Parallel latent semantic analysis using a graphics processing unit
Division of Science and Mathematics, University of Minnesota – Morris, Morris, Minnesota 56267
In GECCO ’09: Proceedings of the 11th Annual Conference Companion on Genetic and Evolutionary Computation Conference (2009), pp. 2505-2510.
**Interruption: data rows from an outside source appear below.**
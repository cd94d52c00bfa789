use crate::PipelineError;
use serde::{Deserialize, Serialize};

/// Default application name stamped into every output record
pub const DEFAULT_APP_NAME: &str = "video-faces";

/// Per-run settings for [`crate::FacePipeline`]
#[derive(Debug, Clone, PartialEq, Serialize, Deserialize)]
#[serde(default)]
pub struct PipelineConfig {
    /// Squared-L2 distance at or above which a face is reported as unknown
    pub threshold: f32,
    /// Seconds of footage between sampled frames
    pub sampling_interval_secs: u64,
    /// Stop after this many seconds of footage (0 = whole video)
    pub max_duration_secs: u64,
    /// Maximum faces kept per sampled frame
    pub face_limit: usize,
    /// Seek here before reading the first frame (best-effort)
    pub start_offset_secs: f64,
    /// Report progress at INFO instead of DEBUG
    pub verbose: bool,
    /// Pixels subtracted from x1/y1 and added to x2/y2 of every output box;
    /// only growing is allowed
    pub box_adjustment: i32,
    pub app_name: String,
}

impl Default for PipelineConfig {
    fn default() -> Self {
        Self {
            threshold: 1.54,
            sampling_interval_secs: 1,
            max_duration_secs: 0,
            face_limit: 10,
            start_offset_secs: 0.0,
            verbose: false,
            box_adjustment: 1,
            app_name: DEFAULT_APP_NAME.to_string(),
        }
    }
}

impl PipelineConfig {
    /// # Errors
    ///
    /// Returns [`PipelineError::InvalidConfig`] for values the sampling loop cannot use.
    pub fn validate(&self) -> Result<(), PipelineError> {
        if self.sampling_interval_secs == 0 {
            return Err(PipelineError::InvalidConfig(
                "sampling_interval_secs must be at least 1".into(),
            ));
        }
        if !self.threshold.is_finite() || self.threshold < 0.0 {
            return Err(PipelineError::InvalidConfig(format!(
                "threshold must be a non-negative number, got {}",
                self.threshold
            )));
        }
        if !self.start_offset_secs.is_finite() || self.start_offset_secs < 0.0 {
            return Err(PipelineError::InvalidConfig(format!(
                "start_offset_secs must be non-negative, got {}",
                self.start_offset_secs
            )));
        }
        if self.box_adjustment < 0 {
            return Err(PipelineError::InvalidConfig(format!(
                "box_adjustment must be non-negative, got {}",
                self.box_adjustment
            )));
        }
        Ok(())
    }
}

#[cfg(test)]
mod tests {
    use super::*;

    #[test]
    fn test_defaults() {
        let config = PipelineConfig::default();
        assert_eq!(config.threshold, 1.54);
        assert_eq!(config.sampling_interval_secs, 1);
        assert_eq!(config.max_duration_secs, 0);
        assert_eq!(config.box_adjustment, 1);
        assert!(config.validate().is_ok());
    }

    #[test]
    fn test_zero_interval_rejected() {
        let config = PipelineConfig {
            sampling_interval_secs: 0,
            ..PipelineConfig::default()
        };
        assert!(matches!(
            config.validate(),
            Err(PipelineError::InvalidConfig(_))
        ));
    }

    #[test]
    fn test_negative_offset_rejected() {
        let config = PipelineConfig {
            start_offset_secs: -1.0,
            ..PipelineConfig::default()
        };
        assert!(config.validate().is_err());
    }

    #[test]
    fn test_negative_box_adjustment_rejected() {
        let config = PipelineConfig {
            box_adjustment: -3,
            ..PipelineConfig::default()
        };
        assert!(matches!(
            config.validate(),
            Err(PipelineError::InvalidConfig(_))
        ));

        let unchanged = PipelineConfig {
            box_adjustment: 0,
            ..PipelineConfig::default()
        };
        assert!(unchanged.validate().is_ok());
    }
}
@conference{cavanagh2009parallel,
title={Parallel latent semantic analysis using a graphics processing unit},
author={Cavanagh, J.M. and Potok, T.E. and Cui, X.},
booktitle={Proceedings of the 11th Annual Conference Companion on Genetic and Evolutionary Computation Conference: Late Breaking Papers},
pages={2505–2510},
year={2009},
organization={ACM}
}
Latent Semantic Analysis (LSA) can be used to reduce the dimensions of large Term-Document datasets using Singular Value Decomposition. However, with the ever expanding size of data sets, current implementations are not fast enough to quickly and easily compute the results on a standard PC. The Graphics Processing Unit (GPU) can solve some highly parallel problems much faster than the traditional sequential processor (CPU). Thus, a deployable system using a GPU to speedup large-scale LSA processes would be a much more effective choice (in terms of cost/performance ratio) than using a computer cluster. In this paper, we presented a parallel LSA implementation on the GPU, using NVIDIA R Compute Unified Device Architecture (CUDA) and Compute Unified Basic Linear Algebra Subprograms (CUBLAS). The performance of this implementation is compared to traditional LSA implementation on CPU using an optimized Basic Linear Algebra Subprograms library. For large matrices that have dimensions divisible by 16, the GPU algorithm ran five to six times faster than the CPU version.